▶ WORK ORDER
Say how many lines in the records contain the string "drop". Nothing but the number should be given.

Dataset entries:

- - - - -

//! Human-readable run summary.

use crate::adjustment::SensitivityCoefficient;
use std::fmt;

/// Figures reported to the user after a run.
#[derive(Debug, Clone, Copy, PartialEq)]
pub struct Summary {
    pub coefficient: SensitivityCoefficient,
    pub forecast_customer_change: f64,
    pub adjustment_applied: bool,
}

impl fmt::Display for Summary {
    fn fmt(&self, f: &mut fmt::Formatter<'_>) -> fmt::Result {
        writeln!(
            f,
            "Estimated traffic change per customer: {}",
            self.coefficient
        )?;
        writeln!(
            f,
            "Applied expected customer change: {} customers (+ increase, - drop)",
            group_thousands(self.forecast_customer_change)
        )?;
        if !self.adjustment_applied {
            let reason = if self.coefficient.is_zero() {
                "no traffic-per-customer signal in the history"
            } else {
                "expected customer change is zero"
            };
            writeln!(
                f,
                "No customer adjustment applied ({reason}); adjusted forecast equals the raw forecast"
            )?;
        }
        Ok(())
    }
}

/// Format a number with comma thousands separators.
///
/// Whole numbers print without a fractional part; anything else keeps two
/// decimals.
pub fn group_thousands(value: f64) -> String {
    let fixed = format!("{:.2}", value.abs());
    let (whole, frac) = fixed.split_once('.').unwrap_or((fixed.as_str(), "00"));

    let mut grouped = String::with_capacity(whole.len() + whole.len() / 3);
    for (i, ch) in whole.chars().enumerate() {
        if i > 0 && (whole.len() - i) % 3 == 0 {
            grouped.push(',');
        }
        grouped.push(ch);
    }
    if frac != "00" {
        grouped.push('.');
        grouped.push_str(frac);
    }

    if value < 0.0 && grouped.chars().any(|c| c != '0' && c != ',' && c != '.') {
        format!("-{grouped}")
    } else {
        grouped
    }
}

#[cfg(test)]
mod tests {
    use super::*;

    #[test]
    fn group_thousands_formats() {
        assert_eq!(group_thousands(200_000.0), "200,000");
        assert_eq!(group_thousands(-425_000.0), "-425,000");
        assert_eq!(group_thousands(999.0), "999");
        assert_eq!(group_thousands(1_000.0), "1,000");
        assert_eq!(group_thousands(0.0), "0");
        assert_eq!(group_thousands(-0.0), "0");
        assert_eq!(group_thousands(1_234_567.5), "1,234,567.50");
        assert_eq!(group_thousands(12.999), "13");
    }

    #[test]
    fn summary_reports_coefficient_and_change() {
        let summary = Summary {
            coefficient: SensitivityCoefficient::new(-0.00046),
            forecast_customer_change: 50_000.0,
            adjustment_applied: true,
        };

        assert_eq!(
            summary.to_string(),
            "Estimated traffic change per customer: -0.000460\n\
             Applied expected customer change: 50,000 customers (+ increase, - drop)\n"
        );
    }

    #[test]
    fn summary_flags_no_op_adjustment() {
        let summary = Summary {
            coefficient: SensitivityCoefficient::ZERO,
            forecast_customer_change: -20_000.0,
            adjustment_applied: false,
        };

        let text = summary.to_string();
        assert!(text.contains("per customer: 0.000000"));
        assert!(text.contains("-20,000 customers"));
        assert!(text.contains("no traffic-per-customer signal"));

        let summary = Summary {
            coefficient: SensitivityCoefficient::new(0.01),
            forecast_customer_change: 0.0,
            adjustment_applied: false,
        };
        assert!(summary.to_string().contains("expected customer change is zero"));
    }
}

- - - - -

▶ SOLUTION FOR THIS EXERCISE
2